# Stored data
Start of Block

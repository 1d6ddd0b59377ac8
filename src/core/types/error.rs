//! Custom error types for mainram-bridge

use std::fmt;
use thiserror::Error;

/// Error type for host memory access and region queries
#[derive(Error, Debug)]
pub enum MemoryError {
    #[error("Failed to read memory at {address}: {reason}")]
    ReadFailed { address: String, reason: String },

    #[error("Failed to write memory at {address}: {reason}")]
    WriteFailed { address: String, reason: String },

    #[error("Unsupported access width: {0} bytes")]
    UnsupportedWidth(u8),

    #[error("Main RAM has not been located yet")]
    TargetNotAcquired,

    #[error("Region query failed: {0}")]
    QueryFailed(String),
}

/// Result type alias for memory operations
pub type MemoryResult<T> = Result<T, MemoryError>;

impl MemoryError {
    /// Creates a read failed error
    pub fn read_failed(address: impl fmt::Display, reason: impl Into<String>) -> Self {
        MemoryError::ReadFailed {
            address: address.to_string(),
            reason: reason.into(),
        }
    }

    /// Creates a write failed error
    pub fn write_failed(address: impl fmt::Display, reason: impl Into<String>) -> Self {
        MemoryError::WriteFailed {
            address: address.to_string(),
            reason: reason.into(),
        }
    }

    /// True for faults raised by the access itself (as opposed to lookups)
    pub fn is_access_fault(&self) -> bool {
        matches!(
            self,
            MemoryError::ReadFailed { .. } | MemoryError::WriteFailed { .. }
        )
    }
}
//! Host memory access, region enumeration and main RAM acquisition
//!
//! This module provides:
//! - The [`FaultIsolatedAccess`] capability: width-typed reads and writes that
//!   turn access faults into `Err` values instead of crashing the host
//! - The [`RegionQuery`] capability: enumeration of the host's memory regions
//! - The heap scanner that locates the emulator's main RAM block
//! - Translation of emulator addresses into host addresses

pub mod regions;
pub mod scanner;
pub mod synthetic;
pub mod target;

pub use regions::{FilterCriteria, Protection, RegionFilter, RegionInfo, RegionState, RegionType};
pub use scanner::{MainRamScanner, ScanOptions, DSI_MAIN_RAM_MASK, NDS_MAIN_RAM_MASK};
pub use synthetic::SyntheticMemory;
pub use target::{MainRam, RamKind, TargetRegion, MAIN_RAM_START};

use crate::core::types::{Address, MemoryResult, Width};

/// Fault-isolated access to host memory
///
/// Implementations must never let an invalid address terminate the process:
/// unmapped, protected or otherwise inaccessible ranges are reported as
/// `MemoryError::ReadFailed` / `MemoryError::WriteFailed`. There are no retries.
pub trait FaultIsolatedAccess: Send + Sync {
    /// Fill `buffer` from `address`. Partial reads are failures.
    fn read_raw(&self, address: Address, buffer: &mut [u8]) -> MemoryResult<()>;

    /// Store `data` at `address`. Partial writes are failures.
    fn write_raw(&self, address: Address, data: &[u8]) -> MemoryResult<()>;

    /// Read a little-endian value of `width` bytes, zero-extended
    fn read(&self, address: Address, width: Width) -> MemoryResult<u32> {
        let mut buffer = [0u8; 4];
        self.read_raw(address, &mut buffer[..width.bytes()])?;
        Ok(width.decode(&buffer))
    }

    /// Write the low `width` bytes of `value`, little-endian
    fn write(&self, address: Address, width: Width, value: u32) -> MemoryResult<()> {
        self.write_raw(address, &width.encode(value))
    }

    /// Read a host pointer
    fn read_pointer(&self, address: Address) -> MemoryResult<Address> {
        let mut buffer = [0u8; std::mem::size_of::<usize>()];
        self.read_raw(address, &mut buffer)?;
        Ok(Address::new(usize::from_le_bytes(buffer)))
    }
}

/// Enumeration of the host's memory regions
pub trait RegionQuery: Send + Sync {
    /// All regions of the address space, in ascending base-address order
    fn regions(&self) -> MemoryResult<Vec<RegionInfo>>;

    /// The region containing `address`
    fn query(&self, address: Address) -> MemoryResult<RegionInfo>;
}

/// A host that can be both scanned and accessed
pub trait HostMemory: FaultIsolatedAccess + RegionQuery {}

impl<T: FaultIsolatedAccess + RegionQuery + ?Sized> HostMemory for T {}
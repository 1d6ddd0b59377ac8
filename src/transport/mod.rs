//! Single-client duplex transport
//!
//! A named pipe on Windows and a Unix domain socket elsewhere. One client is
//! served at a time; after it leaves the server loops back to accepting.
//! Connection changes and inbound frames are published on an event channel,
//! outbound frames go through [`TransportHandle::send`].

pub mod endpoint;
pub mod server;

pub use endpoint::{default_endpoint, Connection, Endpoint};
pub use server::{ConnectionState, TransportError, TransportEvent, TransportHandle, TransportServer};
//! Windows-specific type definitions and wrappers

pub mod memory_info;

pub use memory_info::MemoryBasicInfo;
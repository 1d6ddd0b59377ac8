//! mainram-bridge library
//!
//! Locates an emulator's main RAM inside the process hosting this library,
//! tracks a table of named values living there, and streams their changes to
//! a single client over a local pipe while accepting edit commands.

pub mod config;
pub mod core;
#[cfg(target_os = "linux")]
pub mod linux;
pub mod logging;
pub mod memory;
pub mod process;
pub mod protocol;
pub mod registry;
pub mod session;
pub mod transport;
#[cfg(windows)]
pub mod windows;

// Re-export main types from core module
pub use crate::core::types::{Address, MemoryError, MemoryResult, TargetAddress, Width};

pub use config::Config;
pub use memory::{FaultIsolatedAccess, HostMemory, RegionQuery};
pub use process::HostProcess;
pub use session::Bridge;

// Re-export core directly for full access
pub use crate::core::*;
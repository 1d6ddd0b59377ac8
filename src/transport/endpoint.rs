//! Platform listening endpoint

use std::io;

#[cfg(unix)]
use std::path::PathBuf;
#[cfg(unix)]
use tokio::net::{UnixListener, UnixStream};
#[cfg(windows)]
use tokio::net::windows::named_pipe::{NamedPipeServer, ServerOptions};
#[cfg(unix)]
use tracing::{debug, warn};

/// Base name of the endpoint the client looks for
pub const ENDPOINT_NAME: &str = "ssr3_viewer";

/// A connected client stream
#[cfg(unix)]
pub type Connection = UnixStream;
#[cfg(windows)]
pub type Connection = NamedPipeServer;

/// Default endpoint: `\\.\pipe\ssr3_viewer`
#[cfg(windows)]
pub fn default_endpoint() -> String {
    format!(r"\\.\pipe\{}", ENDPOINT_NAME)
}

/// Default endpoint: `$XDG_RUNTIME_DIR/ssr3_viewer.sock`, falling back to `/tmp`
#[cfg(unix)]
pub fn default_endpoint() -> String {
    let dir = std::env::var_os("XDG_RUNTIME_DIR")
        .map(PathBuf::from)
        .unwrap_or_else(std::env::temp_dir);
    dir.join(format!("{}.sock", ENDPOINT_NAME))
        .to_string_lossy()
        .into_owned()
}

/// Listening endpoint accepting one client at a time
pub struct Endpoint {
    name: String,
    #[cfg(unix)]
    listener: Option<UnixListener>,
}

impl Endpoint {
    pub fn new(name: impl Into<String>) -> Self {
        Endpoint {
            name: name.into(),
            #[cfg(unix)]
            listener: None,
        }
    }

    pub fn name(&self) -> &str {
        &self.name
    }

    /// Wait for the next client
    #[cfg(unix)]
    pub async fn accept(&mut self) -> io::Result<Connection> {
        let listener = match &mut self.listener {
            Some(listener) => listener,
            slot => slot.insert(bind(&self.name)?),
        };
        let (stream, _) = listener.accept().await?;
        Ok(stream)
    }

    /// Wait for the next client on a fresh single-instance pipe
    #[cfg(windows)]
    pub async fn accept(&mut self) -> io::Result<Connection> {
        let server = ServerOptions::new()
            .first_pipe_instance(true)
            .max_instances(1)
            .create(&self.name)?;
        server.connect().await?;
        Ok(server)
    }
}

#[cfg(unix)]
fn bind(path: &str) -> io::Result<UnixListener> {
    match std::fs::remove_file(path) {
        Ok(()) => debug!("Removed stale socket {}", path),
        Err(e) if e.kind() == io::ErrorKind::NotFound => {}
        Err(e) => return Err(e),
    }
    UnixListener::bind(path)
}

#[cfg(unix)]
impl Drop for Endpoint {
    fn drop(&mut self) {
        if self.listener.take().is_some() {
            if let Err(e) = std::fs::remove_file(&self.name) {
                warn!("Failed to remove socket {}: {}", self.name, e);
            }
        }
    }
}
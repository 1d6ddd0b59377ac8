//! Fault-isolated access via `process_vm_readv` / `process_vm_writev`

use crate::core::types::{Address, MemoryError, MemoryResult};
use nix::sys::uio::{process_vm_readv, process_vm_writev, RemoteIoVec};
use nix::unistd::Pid;
use std::io::{IoSlice, IoSliceMut};

/// Copy `buffer.len()` bytes from `address` in this process
pub fn read_memory(address: Address, buffer: &mut [u8]) -> MemoryResult<()> {
    if buffer.is_empty() {
        return Ok(());
    }
    let remote = [RemoteIoVec {
        base: address.as_usize(),
        len: buffer.len(),
    }];
    let expected = buffer.len();
    let mut local = [IoSliceMut::new(buffer)];

    match process_vm_readv(Pid::this(), &mut local, &remote) {
        Ok(read) if read == expected => Ok(()),
        Ok(read) => Err(MemoryError::read_failed(
            address,
            format!("partial read ({} of {} bytes)", read, expected),
        )),
        Err(errno) => Err(MemoryError::read_failed(address, errno.desc())),
    }
}

/// Copy `data` to `address` in this process
pub fn write_memory(address: Address, data: &[u8]) -> MemoryResult<()> {
    if data.is_empty() {
        return Ok(());
    }
    let remote = [RemoteIoVec {
        base: address.as_usize(),
        len: data.len(),
    }];
    let local = [IoSlice::new(data)];

    match process_vm_writev(Pid::this(), &local, &remote) {
        Ok(written) if written == data.len() => Ok(()),
        Ok(written) => Err(MemoryError::write_failed(
            address,
            format!("partial write ({} of {} bytes)", written, data.len()),
        )),
        Err(errno) => Err(MemoryError::write_failed(address, errno.desc())),
    }
}
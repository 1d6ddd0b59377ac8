//! Kernel32.dll bindings for memory access on the current process

use crate::core::types::{Address, MemoryError, MemoryResult};
use std::mem;
use winapi::shared::minwindef::{FALSE, LPCVOID, LPVOID};
use winapi::shared::winerror::ERROR_PARTIAL_COPY;
use winapi::um::errhandlingapi::GetLastError;
use winapi::um::memoryapi::{ReadProcessMemory, VirtualQueryEx, WriteProcessMemory};
use winapi::um::processthreadsapi::GetCurrentProcess;
use winapi::um::winnt::{HANDLE, MEMORY_BASIC_INFORMATION};

/// Pseudo-handle of the current process; never needs closing
pub fn current_process() -> HANDLE {
    unsafe { GetCurrentProcess() }
}

fn last_error_reason(call: &str) -> String {
    let code = unsafe { GetLastError() };
    if code == ERROR_PARTIAL_COPY {
        format!("{} failed: partial copy", call)
    } else {
        format!("{} failed: error {}", call, code)
    }
}

/// Safe wrapper for ReadProcessMemory; a short read is a failure
///
/// # Safety
/// The handle must be a valid process handle with read access
pub unsafe fn read_process_memory(
    handle: HANDLE,
    address: usize,
    buffer: &mut [u8],
) -> MemoryResult<()> {
    let mut bytes_read = 0;

    let result = ReadProcessMemory(
        handle,
        address as LPCVOID,
        buffer.as_mut_ptr() as LPVOID,
        buffer.len(),
        &mut bytes_read,
    );

    if result == FALSE {
        Err(MemoryError::read_failed(
            Address::new(address),
            last_error_reason("ReadProcessMemory"),
        ))
    } else if bytes_read != buffer.len() {
        Err(MemoryError::read_failed(
            Address::new(address),
            format!("partial read ({} of {} bytes)", bytes_read, buffer.len()),
        ))
    } else {
        Ok(())
    }
}

/// Safe wrapper for WriteProcessMemory; a short write is a failure
///
/// # Safety
/// The handle must be a valid process handle with write access
pub unsafe fn write_process_memory(
    handle: HANDLE,
    address: usize,
    data: &[u8],
) -> MemoryResult<()> {
    let mut bytes_written = 0;

    let result = WriteProcessMemory(
        handle,
        address as LPVOID,
        data.as_ptr() as LPCVOID,
        data.len(),
        &mut bytes_written,
    );

    if result == FALSE {
        Err(MemoryError::write_failed(
            Address::new(address),
            last_error_reason("WriteProcessMemory"),
        ))
    } else if bytes_written != data.len() {
        Err(MemoryError::write_failed(
            Address::new(address),
            format!("partial write ({} of {} bytes)", bytes_written, data.len()),
        ))
    } else {
        Ok(())
    }
}

/// Safe wrapper for VirtualQueryEx
///
/// # Safety
/// The handle must be a valid process handle with query access
pub unsafe fn virtual_query_ex(
    handle: HANDLE,
    address: usize,
) -> MemoryResult<MEMORY_BASIC_INFORMATION> {
    let mut mbi: MEMORY_BASIC_INFORMATION = mem::zeroed();

    let result = VirtualQueryEx(
        handle,
        address as LPCVOID,
        &mut mbi,
        mem::size_of::<MEMORY_BASIC_INFORMATION>(),
    );

    if result == 0 {
        Err(MemoryError::QueryFailed(format!(
            "VirtualQueryEx failed for address: 0x{:X}",
            address
        )))
    } else {
        Ok(mbi)
    }
}

#[cfg(test)]
mod tests {
    use super::*;

    #[test]
    #[cfg_attr(miri, ignore = "FFI not supported in Miri")]
    fn test_round_trip_on_own_memory() {
        let mut target = [0u8; 4];
        let address = target.as_mut_ptr() as usize;
        unsafe {
            write_process_memory(current_process(), address, &[1, 2, 3, 4]).unwrap();
            let mut buffer = [0u8; 4];
            read_process_memory(current_process(), address, &mut buffer).unwrap();
            assert_eq!(buffer, [1, 2, 3, 4]);
        }
    }

    #[test]
    #[cfg_attr(miri, ignore = "FFI not supported in Miri")]
    fn test_unmapped_access_fails() {
        unsafe {
            let mut buffer = [0u8; 4];
            assert!(read_process_memory(current_process(), 0x10, &mut buffer).is_err());
            assert!(write_process_memory(current_process(), 0x10, &[0u8; 4]).is_err());
        }
    }
}
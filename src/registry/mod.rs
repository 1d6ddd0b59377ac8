//! Named values tracked inside main RAM
//!
//! The registry holds an ordered set of [`TrackedValue`]s, refreshes them from
//! a [`ValueProvider`] and remembers which ones changed since the last
//! message was built. The address sets it is populated from live in
//! [`variants`].

pub mod tracker;
pub mod variants;

pub use tracker::{TrackedValue, ValueProvider, ValueRegistry};
pub use variants::{AddressEntry, AddressTable, VariantCatalog};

End of Block

# What needs to be done
Could you find every line in the records above that has the string "winapi" and copy it?

# Result of this exercise
use winapi::shared::minwindef::{FALSE, LPCVOID, LPVOID};
use winapi::shared::winerror::ERROR_PARTIAL_COPY;
use winapi::um::errhandlingapi::GetLastError;
use winapi::um::memoryapi::{ReadProcessMemory, VirtualQueryEx, WriteProcessMemory};
use winapi::um::processthreadsapi::GetCurrentProcess;
use winapi::um::winnt::{HANDLE, MEMORY_BASIC_INFORMATION};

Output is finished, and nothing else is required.